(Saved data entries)
....

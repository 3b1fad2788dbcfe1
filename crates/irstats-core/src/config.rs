//! Client configuration.
//!
//! A [`ClientConfig`] starts from the defaults below and is adjusted by an
//! ordered list of [`ClientOption`]s when the client is built. Options are
//! applied one at a time and the first failure aborts construction.
//!
//! Options can also be derived from the environment (and a `.env` file)
//! with [`options_from_env`].

use std::time::Duration;

use reqwest::header::HeaderValue;
use reqwest::{redirect, Proxy, Url};

use crate::api::ConfigError;

/// Membersite origin used when no base URL option is given
pub const DEFAULT_BASE_URL: &str = "https://members.iracing.com";

/// User agent sent when no user agent option is given
pub const DEFAULT_USER_AGENT: &str = "irstats-rs";

/// Form login endpoint on the membersite
pub const DEFAULT_LOGIN_PATH: &str = "/membersite/Login";

const ENV_BASE_URL: &str = "IRSTATS_BASE_URL";
const ENV_USER_AGENT: &str = "IRSTATS_USER_AGENT";
const ENV_TIMEOUT_SECS: &str = "IRSTATS_TIMEOUT_SECS";
const ENV_PROXY: &str = "IRSTATS_PROXY";

#[derive(Debug, Clone)]
pub struct ClientConfig {
    base_url: Url,
    user_agent: String,
    login_path: String,
    timeout: Option<Duration>,
    proxy: Option<Proxy>,
}

impl Default for ClientConfig {
    fn default() -> Self {
        Self {
            base_url: Url::parse(DEFAULT_BASE_URL).expect("default base URL is valid"),
            user_agent: DEFAULT_USER_AGENT.to_string(),
            login_path: DEFAULT_LOGIN_PATH.to_string(),
            timeout: None,
            proxy: None,
        }
    }
}

impl ClientConfig {
    pub fn base_url(&self) -> &Url {
        &self.base_url
    }

    pub fn user_agent(&self) -> &str {
        &self.user_agent
    }

    pub fn login_path(&self) -> &str {
        &self.login_path
    }

    pub fn timeout(&self) -> Option<Duration> {
        self.timeout
    }

    pub fn has_proxy(&self) -> bool {
        self.proxy.is_some()
    }

    /// Resolve a request path against the base URL.
    ///
    /// Paths are relative to the base URL's path, with or without a leading
    /// `/`. Absolute `http(s)://` URLs replace the base entirely.
    pub fn url_for(&self, path: &str) -> Result<Url, String> {
        self.base_url
            .join(path.trim_start_matches('/'))
            .map_err(|e| e.to_string())
    }

    /// Build the shared transport.
    ///
    /// Redirects are never followed: the session cookie arrives on the login
    /// response itself.
    pub(crate) fn build_transport(&self) -> Result<reqwest::Client, ConfigError> {
        let mut builder = reqwest::Client::builder()
            .user_agent(self.user_agent.as_str())
            .redirect(redirect::Policy::none())
            .cookie_store(true);

        if let Some(timeout) = self.timeout {
            builder = builder.timeout(timeout);
        }
        if let Some(ref proxy) = self.proxy {
            builder = builder.proxy(proxy.clone());
        }

        builder.build().map_err(ConfigError::Transport)
    }
}

/// A single configuration step applied at construction time.
#[derive(Debug, Clone, PartialEq, Eq)]
pub enum ClientOption {
    /// Override the base URL (must be http or https with a host)
    BaseUrl(String),
    /// Override the User-Agent header
    UserAgent(String),
    /// Override the login endpoint path
    LoginPath(String),
    /// Total per-request timeout, including the login request
    Timeout(Duration),
    /// Route all traffic through a proxy
    Proxy(String),
}

impl ClientOption {
    pub fn apply(self, config: &mut ClientConfig) -> Result<(), ConfigError> {
        match self {
            ClientOption::BaseUrl(url) => {
                config.base_url = parse_base_url(&url)?;
            }
            ClientOption::UserAgent(agent) => {
                if HeaderValue::from_str(&agent).is_err() {
                    return Err(ConfigError::InvalidUserAgent(agent));
                }
                config.user_agent = agent;
            }
            ClientOption::LoginPath(path) => {
                if !path.starts_with('/') {
                    return Err(ConfigError::InvalidLoginPath(path));
                }
                config.login_path = path;
            }
            ClientOption::Timeout(timeout) => {
                if timeout.is_zero() {
                    return Err(ConfigError::InvalidTimeout);
                }
                config.timeout = Some(timeout);
            }
            ClientOption::Proxy(url) => {
                let proxy = Proxy::all(url.as_str())
                    .map_err(|source| ConfigError::InvalidProxy { url, source })?;
                config.proxy = Some(proxy);
            }
        }
        Ok(())
    }
}

fn parse_base_url(raw: &str) -> Result<Url, ConfigError> {
    let invalid = |reason: String| ConfigError::InvalidBaseUrl {
        url: raw.to_string(),
        reason,
    };

    let mut url = Url::parse(raw).map_err(|e| invalid(e.to_string()))?;
    if url.scheme() != "http" && url.scheme() != "https" {
        return Err(invalid(format!("unsupported scheme '{}'", url.scheme())));
    }
    if url.host_str().is_none() {
        return Err(invalid("missing host".to_string()));
    }
    // Request paths join beneath the base path
    if !url.path().ends_with('/') {
        let path = format!("{}/", url.path());
        url.set_path(&path);
    }
    url.set_query(None);
    url.set_fragment(None);
    Ok(url)
}

/// Collect options from `IRSTATS_*` environment variables.
///
/// A `.env` file in the working directory is loaded first if present.
pub fn options_from_env() -> Result<Vec<ClientOption>, ConfigError> {
    // Missing .env is fine
    let _ = dotenvy::dotenv();
    options_from_lookup(|key| std::env::var(key).ok())
}

pub(crate) fn options_from_lookup<F>(lookup: F) -> Result<Vec<ClientOption>, ConfigError>
where
    F: Fn(&str) -> Option<String>,
{
    let value = |key: &str| lookup(key).filter(|v| !v.trim().is_empty());
    let mut options = Vec::new();

    if let Some(url) = value(ENV_BASE_URL) {
        options.push(ClientOption::BaseUrl(url));
    }
    if let Some(agent) = value(ENV_USER_AGENT) {
        options.push(ClientOption::UserAgent(agent));
    }
    if let Some(secs) = value(ENV_TIMEOUT_SECS) {
        let secs: u64 = secs.trim().parse().map_err(|e| ConfigError::InvalidEnv {
            var: ENV_TIMEOUT_SECS,
            reason: format!("{e}"),
        })?;
        options.push(ClientOption::Timeout(Duration::from_secs(secs)));
    }
    if let Some(proxy) = value(ENV_PROXY) {
        options.push(ClientOption::Proxy(proxy));
    }

    Ok(options)
}
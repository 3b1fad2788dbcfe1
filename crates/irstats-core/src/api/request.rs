use reqwest::Method;

/// A single call routed through [`Client::dispatch`](super::Client::dispatch).
///
/// Requests without form values are sent as GET. Requests carrying form
/// values, even an empty set, are sent as a form-encoded POST.
#[derive(Debug, Clone, PartialEq, Eq)]
pub struct ApiRequest {
    path: String,
    form: Option<Vec<(String, String)>>,
}

impl ApiRequest {
    pub fn get(path: impl Into<String>) -> Self {
        Self {
            path: path.into(),
            form: None,
        }
    }

    pub fn post<I, K, V>(path: impl Into<String>, form: I) -> Self
    where
        I: IntoIterator<Item = (K, V)>,
        K: Into<String>,
        V: Into<String>,
    {
        Self {
            path: path.into(),
            form: Some(
                form.into_iter()
                    .map(|(k, v)| (k.into(), v.into()))
                    .collect(),
            ),
        }
    }

    pub fn path(&self) -> &str {
        &self.path
    }

    pub fn form(&self) -> Option<&[(String, String)]> {
        self.form.as_deref()
    }

    pub fn method(&self) -> Method {
        if self.form.is_some() {
            Method::POST
        } else {
            Method::GET
        }
    }
}

#[cfg(test)]
mod tests {
    use super::*;

    #[test]
    fn test_get_has_no_form() {
        let req = ApiRequest::get("/membersite/member/GetMember");
        assert_eq!(req.method(), Method::GET);
        assert!(req.form().is_none());
        assert_eq!(req.path(), "/membersite/member/GetMember");
    }

    #[test]
    fn test_empty_form_is_still_post() {
        let req = ApiRequest::post("/stats", Vec::<(String, String)>::new());
        assert_eq!(req.method(), Method::POST);
        assert_eq!(req.form(), Some(&[][..]));
    }

    #[test]
    fn test_post_keeps_repeated_keys_in_order() {
        let req = ApiRequest::post("/stats", [("car", "1"), ("car", "2"), ("season", "3")]);
        let form = req.form().expect("form should be present");
        let keys: Vec<&str> = form.iter().map(|(k, _)| k.as_str()).collect();
        assert_eq!(keys, vec!["car", "car", "season"]);
        assert_eq!(form[1].1, "2");
    }
}
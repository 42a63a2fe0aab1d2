//! JSON, Markdown and SVG renderings of an agreement analysis.

mod charts;
mod json;
mod markdown;

pub use self::charts::write_charts;
pub use self::json::build_json_report;
pub use self::markdown::{DEFAULT_DETAIL_N, DEFAULT_TOP_N, render_markdown};
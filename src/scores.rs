use std::collections::BTreeMap;

use ndarray::Array2;

/// Consolidated scores for one item. Every rater of the owning table has a score.
#[derive(Debug, Clone, PartialEq)]
pub struct ItemScores {
    pub item_id: String,
    pub group_key: Option<String>,
    pub scores: BTreeMap<String, f64>,
    pub justifications: BTreeMap<String, Option<String>>,
    pub contributing_columns: BTreeMap<String, Vec<String>>,
    pub mean: f64,
    pub std_dev: f64,
}

impl ItemScores {
    pub fn new(item_id: String, group_key: Option<String>) -> Self {
        Self {
            item_id,
            group_key,
            scores: BTreeMap::new(),
            justifications: BTreeMap::new(),
            contributing_columns: BTreeMap::new(),
            mean: 0.0,
            std_dev: 0.0,
        }
    }

    /// Recomputes `mean` and the sample `std_dev` across raters.
    pub fn refresh_derived(&mut self) {
        let values = self.scores.values().copied().collect::<Vec<f64>>();
        self.mean = mean(&values).unwrap_or(0.0);
        self.std_dev = sample_std_dev(&values).unwrap_or(0.0);
    }
}

/// Items x raters. Raters and items are kept sorted so every derived view is
/// independent of the order in which sources were supplied.
#[derive(Debug, Clone, PartialEq)]
pub struct ScoreTable {
    raters: Vec<String>,
    items: Vec<ItemScores>,
}

impl ScoreTable {
    pub fn new(mut raters: Vec<String>, mut items: Vec<ItemScores>) -> Self {
        raters.sort();
        raters.dedup();
        items.sort_by(|left, right| left.item_id.cmp(&right.item_id));
        for item in &mut items {
            item.refresh_derived();
        }
        Self { raters, items }
    }

    /// Builds a table from aligned score columns. Items are named `item_000`,
    /// `item_001`, ...
    #[cfg(test)]
    pub fn from_columns<S: AsRef<str>, V: AsRef<[f64]>>(columns: &[(S, V)]) -> Self {
        let item_count = columns
            .first()
            .map(|(_, values)| values.as_ref().len())
            .unwrap_or(0);
        let mut items = Vec::with_capacity(item_count);
        for index in 0..item_count {
            let mut item = ItemScores::new(format!("item_{index:03}"), None);
            for (rater, values) in columns {
                item.scores
                    .insert(rater.as_ref().to_string(), values.as_ref()[index]);
            }
            items.push(item);
        }
        let raters = columns
            .iter()
            .map(|(rater, _)| rater.as_ref().to_string())
            .collect();
        Self::new(raters, items)
    }

    pub fn raters(&self) -> &[String] {
        &self.raters
    }

    pub fn items(&self) -> &[ItemScores] {
        &self.items
    }

    pub fn item_count(&self) -> usize {
        self.items.len()
    }

    pub fn rater_count(&self) -> usize {
        self.raters.len()
    }

    /// One rater's scores in item order.
    pub fn column(&self, rater: &str) -> Vec<f64> {
        self.items
            .iter()
            .map(|item| item.scores.get(rater).copied().unwrap_or(f64::NAN))
            .collect()
    }

    pub fn mean_column(&self) -> Vec<f64> {
        self.items.iter().map(|item| item.mean).collect()
    }

    pub fn std_dev_column(&self) -> Vec<f64> {
        self.items.iter().map(|item| item.std_dev).collect()
    }

    /// N x k matrix, rows follow `items()`, columns follow `raters()`.
    pub fn matrix(&self) -> Array2<f64> {
        let (n, k) = (self.items.len(), self.raters.len());
        Array2::from_shape_fn((n, k), |(row, col)| {
            self.items[row]
                .scores
                .get(&self.raters[col])
                .copied()
                .unwrap_or(f64::NAN)
        })
    }

    /// Items ordered by descending cross-rater spread; ties fall back to item id.
    pub fn most_disagreement(&self, limit: usize) -> Vec<&ItemScores> {
        let mut ranked = self.items.iter().collect::<Vec<&ItemScores>>();
        ranked.sort_by(|left, right| {
            right
                .std_dev
                .total_cmp(&left.std_dev)
                .then_with(|| left.item_id.cmp(&right.item_id))
        });
        ranked.truncate(limit);
        ranked
    }
}

pub fn mean(values: &[f64]) -> Option<f64> {
    if values.is_empty() {
        return None;
    }
    Some(values.iter().sum::<f64>() / values.len() as f64)
}

/// Sample variance (n - 1 denominator); undefined below two values.
pub fn sample_variance(values: &[f64]) -> Option<f64> {
    if values.len() < 2 {
        return None;
    }
    let mu = mean(values)?;
    let squares = values.iter().map(|value| (value - mu).powi(2)).sum::<f64>();
    Some(squares / (values.len() - 1) as f64)
}

pub fn sample_std_dev(values: &[f64]) -> Option<f64> {
    sample_variance(values).map(f64::sqrt)
}
use ndarray::{Array2, Axis};

use super::anova::ratio;
use crate::scores::mean;

/// 1-based ranks; tied values share the average of the ranks they span.
pub fn average_ranks(values: &[f64]) -> Vec<f64> {
    let mut order = (0..values.len()).collect::<Vec<usize>>();
    order.sort_by(|&left, &right| values[left].total_cmp(&values[right]));

    let mut ranks = vec![0.0; values.len()];
    let mut start = 0;
    while start < order.len() {
        let mut end = start;
        while end + 1 < order.len() && values[order[end + 1]] == values[order[start]] {
            end += 1;
        }
        let shared = (start + end) as f64 / 2.0 + 1.0;
        for &index in &order[start..=end] {
            ranks[index] = shared;
        }
        start = end + 1;
    }
    ranks
}

fn sample_covariance(x: &[f64], y: &[f64]) -> Option<f64> {
    if x.len() != y.len() || x.len() < 2 {
        return None;
    }
    let (mu_x, mu_y) = (mean(x)?, mean(y)?);
    let sum = x
        .iter()
        .zip(y)
        .map(|(a, b)| (a - mu_x) * (b - mu_y))
        .sum::<f64>();
    Some(sum / (x.len() - 1) as f64)
}

pub fn pearson(x: &[f64], y: &[f64]) -> Option<f64> {
    let covariance = sample_covariance(x, y)?;
    let var_x = sample_covariance(x, x)?;
    let var_y = sample_covariance(y, y)?;
    ratio(covariance, (var_x * var_y).sqrt())
}

pub fn spearman(x: &[f64], y: &[f64]) -> Option<f64> {
    if x.len() != y.len() {
        return None;
    }
    pearson(&average_ranks(x), &average_ranks(y))
}

/// Lin's concordance correlation coefficient with sample (n - 1) moments.
pub fn lin_ccc(x: &[f64], y: &[f64]) -> Option<f64> {
    if x.is_empty() || y.is_empty() {
        return None;
    }
    let covariance = sample_covariance(x, y)?;
    let var_x = sample_covariance(x, x)?;
    let var_y = sample_covariance(y, y)?;
    let bias = mean(x)? - mean(y)?;
    ratio(2.0 * covariance, var_x + var_y + bias * bias)
}

/// Kendall's coefficient of concordance over the columns (raters) of an
/// items x raters matrix. No tie correction.
pub fn kendalls_w(matrix: &Array2<f64>) -> Option<f64> {
    let (n, k) = matrix.dim();
    if n < 2 || k < 2 {
        return None;
    }

    let mut rank_sums = vec![0.0; n];
    for column in matrix.axis_iter(Axis(1)) {
        let ranks = average_ranks(&column.to_vec());
        for (sum, rank) in rank_sums.iter_mut().zip(ranks) {
            *sum += rank;
        }
    }

    let mean_rank_sum = mean(&rank_sums)?;
    let s = rank_sums
        .iter()
        .map(|sum| (sum - mean_rank_sum).powi(2))
        .sum::<f64>();
    let (n, k) = (n as f64, k as f64);
    ratio(12.0 * s, k * k * (n.powi(3) - n))
}
use std::collections::BTreeSet;
use std::fs;
use std::io::{self, Write};
use std::path::Path;

use anyhow::{Context, Result, bail};
use serde::Serialize;
use serde_json::{Map, Value};
use tracing::{info, warn};

use crate::cli::{SmoothingMode, ThresholdArgs};
use crate::kneedle::{KneeParams, Smoothing, ThresholdOutcome, find_threshold};

const STD_COLUMN: &str = "score_std";

#[derive(Debug, Clone, PartialEq, Serialize)]
struct ColumnThreshold {
    column: String,
    points: usize,
    #[serde(flatten)]
    outcome: ThresholdOutcome,
}

pub fn run(args: ThresholdArgs) -> Result<()> {
    let records = load_table_analysis(&args.report)?;
    let params = KneeParams {
        sensitivity: args.sensitivity,
        smoothing: match args.smoothing {
            SmoothingMode::None => Smoothing::None,
            SmoothingMode::Polynomial => Smoothing::Polynomial {
                degree: args.degree,
            },
        },
    };

    let columns = if args.columns.is_empty() {
        score_columns(&records)
    } else {
        args.columns.clone()
    };
    info!(
        report = %args.report.display(),
        items = records.len(),
        columns = columns.len(),
        "computing knee thresholds"
    );

    let thresholds = compute_thresholds(&records, &columns, &params);

    let mut output = io::BufWriter::new(io::stdout().lock());
    if args.json {
        serde_json::to_writer_pretty(&mut output, &thresholds)
            .context("failed to serialize threshold json output")?;
        writeln!(output)?;
    } else {
        for threshold in &thresholds {
            writeln!(output, "{}", format_line(threshold))?;
        }
    }
    output.flush()?;
    Ok(())
}

fn load_table_analysis(path: &Path) -> Result<Vec<Map<String, Value>>> {
    let raw = fs::read(path).with_context(|| format!("failed to read {}", path.display()))?;
    let report: Value = serde_json::from_slice(&raw)
        .with_context(|| format!("failed to parse {}", path.display()))?;

    let Some(entries) = report.get("table_analysis").and_then(Value::as_array) else {
        bail!("{} has no table_analysis array", path.display());
    };
    if entries.is_empty() {
        bail!("{} has an empty table_analysis array", path.display());
    }

    Ok(entries
        .iter()
        .filter_map(|entry| entry.as_object().cloned())
        .collect())
}

/// Every `score_*` key holding a number in at least one record, except the
/// cross-rater standard deviation.
fn score_columns(records: &[Map<String, Value>]) -> Vec<String> {
    records
        .iter()
        .flat_map(|record| record.iter())
        .filter(|(key, value)| {
            key.starts_with("score_") && key.as_str() != STD_COLUMN && value.is_number()
        })
        .map(|(key, _)| key.clone())
        .collect::<BTreeSet<String>>()
        .into_iter()
        .collect()
}

fn column_values(records: &[Map<String, Value>], column: &str) -> Vec<f64> {
    records
        .iter()
        .filter_map(|record| record.get(column).and_then(Value::as_f64))
        .collect()
}

fn compute_thresholds(
    records: &[Map<String, Value>],
    columns: &[String],
    params: &KneeParams,
) -> Vec<ColumnThreshold> {
    columns
        .iter()
        .map(|column| {
            let values = column_values(records, column);
            if values.is_empty() {
                warn!(column = %column, "column has no numeric values");
            }
            ColumnThreshold {
                column: column.clone(),
                points: values.len(),
                outcome: find_threshold(&values, params),
            }
        })
        .collect()
}

fn format_line(threshold: &ColumnThreshold) -> String {
    match threshold.outcome {
        ThresholdOutcome::Found {
            value,
            curve,
            direction,
            ..
        } => format!(
            "threshold for {}: {value} ({} {})",
            threshold.column,
            curve.as_str(),
            direction.as_str()
        ),
        ThresholdOutcome::NotFound => format!("threshold for {}: not found", threshold.column),
    }
}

....

▸ Task instructions:
For this exercise, output exactly the lines above from the line with "(raters) of an" to the line with "let mean_rank_sum = mean(&rank_sums)?;", counting both, and leave out the rest.

▸ The completed task:
/// Kendall's coefficient of concordance over the columns (raters) of an
/// items x raters matrix. No tie correction.
pub fn kendalls_w(matrix: &Array2<f64>) -> Option<f64> {
    let (n, k) = matrix.dim();
    if n < 2 || k < 2 {
        return None;
    }

    let mut rank_sums = vec![0.0; n];
    for column in matrix.axis_iter(Axis(1)) {
        let ranks = average_ranks(&column.to_vec());
        for (sum, rank) in rank_sums.iter_mut().zip(ranks) {
            *sum += rank;
        }
    }

    let mean_rank_sum = mean(&rank_sums)?;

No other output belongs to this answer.